Start of Dataset extract
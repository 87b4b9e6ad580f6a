//! # Permission Hashes
//!
//! The key under which a storage contract's `setPermissions` records access
//! to a file: `keccak256(contract ‖ fileId)`, where the contract is its 20
//! bytes and the file id is taken at its natural width (20 or 32 bytes).
//! For a directory path the directory id is used, since permissions apply
//! to the directory as a whole.

use bubble_core::{Address, FileRef};

use crate::keccak::keccak256;

/// Permission key for `file` under `contract`.
pub fn permission_hash(contract: &Address, file: &FileRef) -> [u8; 32] {
    let mut data = Vec::with_capacity(Address::LENGTH + 32);
    data.extend_from_slice(contract.as_bytes());
    data.extend_from_slice(file.id().as_bytes());
    keccak256(&data)
}

/// [`permission_hash`] as `0x`-prefixed hex.
pub fn permission_hash_hex(contract: &Address, file: &FileRef) -> String {
    format!("0x{}", hex::encode(permission_hash(contract, file)))
}
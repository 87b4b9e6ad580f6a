//! # Registry Error Types
//!
//! Errors for label resolution, the persisted label stores and provider
//! discovery. Uses `thiserror` for diagnostic context.

use std::path::PathBuf;

use bubble_core::{CodecError, ValidationError};
use thiserror::Error;

/// A user-supplied string could not be resolved.
///
/// `field` names the argument the user was filling in, so the message reads
/// "`contract` is invalid: foo" rather than a bare parse error.
#[derive(Error, Debug, Clone, PartialEq, Eq)]
#[error("{}", describe(.field, .input))]
pub struct ResolutionError {
    /// Descriptive name of the argument being resolved.
    pub field: String,
    /// The input that failed to resolve.
    pub input: String,
}

impl ResolutionError {
    /// Build an error for `field` with the rejected `input`.
    pub fn new(field: &str, input: &str) -> Self {
        Self {
            field: field.to_string(),
            input: input.to_string(),
        }
    }
}

fn describe(field: &str, input: &str) -> String {
    if input.is_empty() {
        format!("`{field}` is missing")
    } else {
        format!("`{field}` is invalid: {input}")
    }
}

/// Errors reading or mutating a label store.
#[derive(Error, Debug)]
pub enum StoreError {
    /// An entry with that label already exists.
    #[error("{kind} with that label already exists: {label}")]
    DuplicateLabel {
        /// Store entry kind, e.g. "address".
        kind: &'static str,
        /// The conflicting label.
        label: String,
    },

    /// A server with that url already exists.
    #[error("server with that url already exists: {0}")]
    DuplicateUrl(String),

    /// No entry with that label.
    #[error("{kind} does not exist with that label: {label}")]
    UnknownLabel {
        /// Store entry kind, e.g. "address".
        kind: &'static str,
        /// The missing label.
        label: String,
    },

    /// Labels must be non-empty.
    #[error("label must not be empty")]
    EmptyLabel,

    /// The label is reserved and cannot be changed.
    #[error("cannot modify the {0}")]
    ProtectedLabel(String),

    /// Server url does not parse.
    #[error("invalid url: {0}")]
    InvalidUrl(String),

    /// Reading or writing the store file failed.
    #[error("I/O error on {}: {source}", .path.display())]
    Io {
        /// The store file.
        path: PathBuf,
        /// The underlying error.
        source: std::io::Error,
    },

    /// The store file is not valid JSON for its entry type.
    #[error("malformed store file {}: {source}", .path.display())]
    Json {
        /// The store file.
        path: PathBuf,
        /// The underlying error.
        source: serde_json::Error,
    },

    /// An entry value failed validation.
    #[error(transparent)]
    Validation(#[from] ValidationError),

    /// A DID given as an address could not be decoded.
    #[error(transparent)]
    Codec(#[from] CodecError),
}

/// Errors completing a short DID.
#[derive(Error, Debug)]
pub enum DiscoveryError {
    /// The contract's provider hash is not in the known-provider table.
    #[error("unknown provider hash {0}")]
    UnknownProviderHash(String),

    /// The external provider-hash lookup failed.
    #[error("provider lookup failed: {0}")]
    Lookup(String),

    /// The input was not a Bubble DID.
    #[error(transparent)]
    Codec(#[from] CodecError),
}

#[cfg(test)]
mod tests {
    use super::*;

    #[test]
    fn resolution_error_names_field() {
        let err = ResolutionError::new("contract", "nope");
        assert_eq!(format!("{err}"), "`contract` is invalid: nope");
    }

    #[test]
    fn resolution_error_missing_input() {
        let err = ResolutionError::new("file", "");
        assert_eq!(format!("{err}"), "`file` is missing");
    }

    #[test]
    fn store_error_messages() {
        let dup = StoreError::DuplicateLabel {
            kind: "address",
            label: "alice".to_string(),
        };
        assert_eq!(format!("{dup}"), "address with that label already exists: alice");
        let missing = StoreError::UnknownLabel {
            kind: "server",
            label: "bob".to_string(),
        };
        assert_eq!(format!("{missing}"), "server does not exist with that label: bob");
    }
}
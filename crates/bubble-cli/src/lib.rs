//! # bubble-cli — Command-Line Tool for Bubble Off-Chain Storage
//!
//! Provides the `bubble` command-line interface over the identifier,
//! signing-payload and registry crates.
//!
//! ## Subcommands
//!
//! - `bubble did` — Encode, decode and shorten `did:bubble:` identifiers.
//! - `bubble addresses` — Address book management.
//! - `bubble providers` — Storage provider list management.
//! - `bubble wallet` — Wallet key labels (public references only).
//! - `bubble hash` — Permission hashes, checksums, data hashes and packets.
//! - `bubble nft` — Mint invitation packets for Bubble NFT contracts.
//! - `bubble config` — Show the resolved configuration.
//!
//! Arguments naming a contract, file or server accept labels, DIDs, hex
//! and decimal literals, resolved through [`LabelResolver`]:
//!
//! ```bash
//! bubble did encode alice --provider server1 --file 10/notes.txt
//! bubble hash permission did:bubble:11EnrGHeqCd5UQ2jTW2Mo32o6a2GG 0x102
//! ```

pub mod addresses;
pub mod config;
pub mod config_cmd;
pub mod did;
pub mod hash;
pub mod nft;
pub mod providers;
pub mod wallet;

use anyhow::{Context, Result};
use bubble_registry::{AddressBook, LabelResolver, ServerList, WalletLabels};

use crate::config::ToolsConfig;

/// The three label stores, loaded once per command.
#[derive(Debug, Clone, Default)]
pub struct LabelStores {
    /// The address book.
    pub addresses: AddressBook,
    /// Wallet key references.
    pub wallet: WalletLabels,
    /// Storage providers.
    pub servers: ServerList,
}

impl LabelStores {
    /// Load all stores from the application directory.
    ///
    /// # Errors
    ///
    /// Fails if any store file is unreadable or malformed.
    pub fn load(config: &ToolsConfig) -> Result<Self> {
        Ok(Self {
            addresses: config.address_book().context("failed to load address book")?,
            wallet: config.wallet().context("failed to load wallet")?,
            servers: config.servers().context("failed to load server list")?,
        })
    }

    /// A resolver over these stores.
    pub fn resolver(&self) -> LabelResolver<'_> {
        LabelResolver::new(&self.addresses, &self.wallet, &self.servers)
    }
}

/// Print a value as pretty JSON on stdout.
///
/// # Errors
///
/// Fails if the value cannot be serialized.
pub fn print_json<T: serde::Serialize>(value: &T) -> Result<()> {
    println!("{}", serde_json::to_string_pretty(value)?);
    Ok(())
}
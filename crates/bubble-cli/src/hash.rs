//! # Hash Subcommand
//!
//! Hashes used when talking to Bubble contracts and providers.
//!
//! ## Subcommands
//!
//! - `permission` — The `setPermissions` key for a file under a contract.
//! - `checksum` — EIP-55 form of an address.
//! - `data` — Keccak-256 of a UTF-8 string.
//! - `packet` — Packed encoding of typed values, and its hash.

use anyhow::{bail, Context, Result};
use clap::{Args, Subcommand};

use bubble_core::parse_any;
use bubble_crypto::{
    data_hash, encode_packed, keccak256_hex, parse_field, permission_hash_hex,
    to_checksum_address, PacketField,
};

use crate::config::ToolsConfig;
use crate::LabelStores;

/// Arguments for the `bubble hash` subcommand.
#[derive(Args, Debug)]
pub struct HashArgs {
    #[command(subcommand)]
    pub command: HashCommand,
}

/// Hash subcommands.
#[derive(Subcommand, Debug)]
pub enum HashCommand {
    /// Permission key for a file under a contract.
    Permission {
        /// Contract: address, label or DID. A DID may carry the file.
        contract: String,
        /// File id or `<dir>/<name>` path.
        file: Option<String>,
    },

    /// EIP-55 checksummed form of an address.
    Checksum {
        /// Address, label or literal.
        address: String,
    },

    /// Keccak-256 of a string.
    Data {
        /// The text to hash.
        text: String,
    },

    /// Packed encoding of `type:value` arguments.
    Packet {
        /// Fields such as `text:mint`, `address:0x…`, `uint32:3`, `hex32:0x…`.
        #[arg(required = true)]
        fields: Vec<String>,
    },
}

/// Execute the hash subcommand.
pub fn run_hash(args: &HashArgs, config: &ToolsConfig) -> Result<u8> {
    match &args.command {
        HashCommand::Permission { contract, file } => {
            let stores = LabelStores::load(config)?;
            println!("{}", permission(&stores, contract, file.as_deref())?);
            Ok(0)
        }

        HashCommand::Checksum { address } => {
            let stores = LabelStores::load(config)?;
            let address = stores.resolver().resolve_contract(address, "address")?;
            println!("{}", to_checksum_address(&address));
            Ok(0)
        }

        HashCommand::Data { text } => {
            println!("{}", data_hash(text));
            Ok(0)
        }

        HashCommand::Packet { fields } => {
            let (packet, hash) = packet(fields)?;
            println!("packet: {packet}");
            println!("hash:   {hash}");
            Ok(0)
        }
    }
}

/// Permission key for the resolved contract and file.
pub fn permission(stores: &LabelStores, contract: &str, file: Option<&str>) -> Result<String> {
    let resolver = stores.resolver();
    let address = resolver.resolve_contract(contract, "contract")?;
    let file = match file {
        Some(file) => resolver.resolve_file(file, "file")?,
        None => match parse_any(contract).ok().and_then(|id| id.file().cloned()) {
            Some(file) => file,
            None => bail!("`file` is missing"),
        },
    };
    Ok(permission_hash_hex(&address, &file))
}

/// Packed bytes and their hash, both as `0x` hex.
pub fn packet(args: &[String]) -> Result<(String, String)> {
    let fields = args
        .iter()
        .map(|arg| parse_field(arg).with_context(|| format!("invalid packet field {arg}")))
        .collect::<Result<Vec<PacketField>>>()?;
    let bytes = encode_packed(&fields)?;
    Ok((format!("0x{}", hex::encode(&bytes)), keccak256_hex(&bytes)))
}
End of Dataset extract
• [Try it]:
In the records above, find each line with the string "ValidationError" and list it.

• [Task result]:
use bubble_core::{CodecError, ValidationError};
    Validation(#[from] ValidationError),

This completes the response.